PROVIDED INFORMATION Start Marker

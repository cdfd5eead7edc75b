//! Axum REST API handlers.

use std::sync::Arc;

use axum::{
    extract::{Path, State},
    http::StatusCode,
    response::{IntoResponse, Response},
    routing::get,
    Json, Router,
};
use serde::Serialize;
use sqlx::SqlitePool;

use crate::db;
use crate::errors::IndexerError;
use crate::events::{CampaignSummary, EventRecord};

#[derive(Clone)]
pub struct ApiState {
    pub pool: SqlitePool,
}

// ─────────────────────────────────────────────────────────
// Response shapes
// ─────────────────────────────────────────────────────────

#[derive(Serialize)]
pub struct ContributorEventsResponse {
    pub address: String,
    pub count: usize,
    pub events: Vec<EventRecord>,
}

#[derive(Serialize)]
pub struct AllEventsResponse {
    pub count: usize,
    pub events: Vec<EventRecord>,
}

#[derive(Serialize)]
pub struct HealthResponse {
    pub status: &'static str,
    pub version: &'static str,
}

#[derive(Serialize)]
pub struct ErrorResponse {
    pub error: String,
}

impl IntoResponse for IndexerError {
    fn into_response(self) -> Response {
        (
            StatusCode::INTERNAL_SERVER_ERROR,
            Json(ErrorResponse {
                error: self.to_string(),
            }),
        )
            .into_response()
    }
}

/// Build the API router over `state`.
pub fn router(state: Arc<ApiState>) -> Router {
    Router::new()
        .route("/health", get(health))
        .route("/events", get(get_all_events))
        .route("/contributors/:address/events", get(get_contributor_events))
        .route("/summary", get(get_summary))
        .with_state(state)
}

// ─────────────────────────────────────────────────────────
// Handlers
// ─────────────────────────────────────────────────────────

/// `GET /health`
pub async fn health() -> impl IntoResponse {
    Json(HealthResponse {
        status: "ok",
        version: env!("CARGO_PKG_VERSION"),
    })
}

/// `GET /contributors/:address/events`
///
/// Contributions and refunds (or claims, for the owner) made by one address.
pub async fn get_contributor_events(
    State(state): State<Arc<ApiState>>,
    Path(address): Path<String>,
) -> Result<Json<ContributorEventsResponse>, IndexerError> {
    let events = db::get_events_for_actor(&state.pool, &address).await?;
    Ok(Json(ContributorEventsResponse {
        address,
        count: events.len(),
        events,
    }))
}

/// `GET /events`
pub async fn get_all_events(
    State(state): State<Arc<ApiState>>,
) -> Result<Json<AllEventsResponse>, IndexerError> {
    let events = db::get_all_events(&state.pool).await?;
    Ok(Json(AllEventsResponse {
        count: events.len(),
        events,
    }))
}

/// `GET /summary`
///
/// Totals computed from indexed records. This is a mirror of the ledger's
/// activity, not a read of its live balance.
pub async fn get_summary(
    State(state): State<Arc<ApiState>>,
) -> Result<Json<CampaignSummary>, IndexerError> {
    let events = db::get_all_events(&state.pool).await?;
    Ok(Json(CampaignSummary::from_records(&events)))
}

PROVIDED INFORMATION End Marker

■ **ACTIVITY**
Read through the material above, and whenever a line contains "SqlitePool", copy it.

■ **OUTPUT**
use sqlx::SqlitePool;
    pub pool: SqlitePool,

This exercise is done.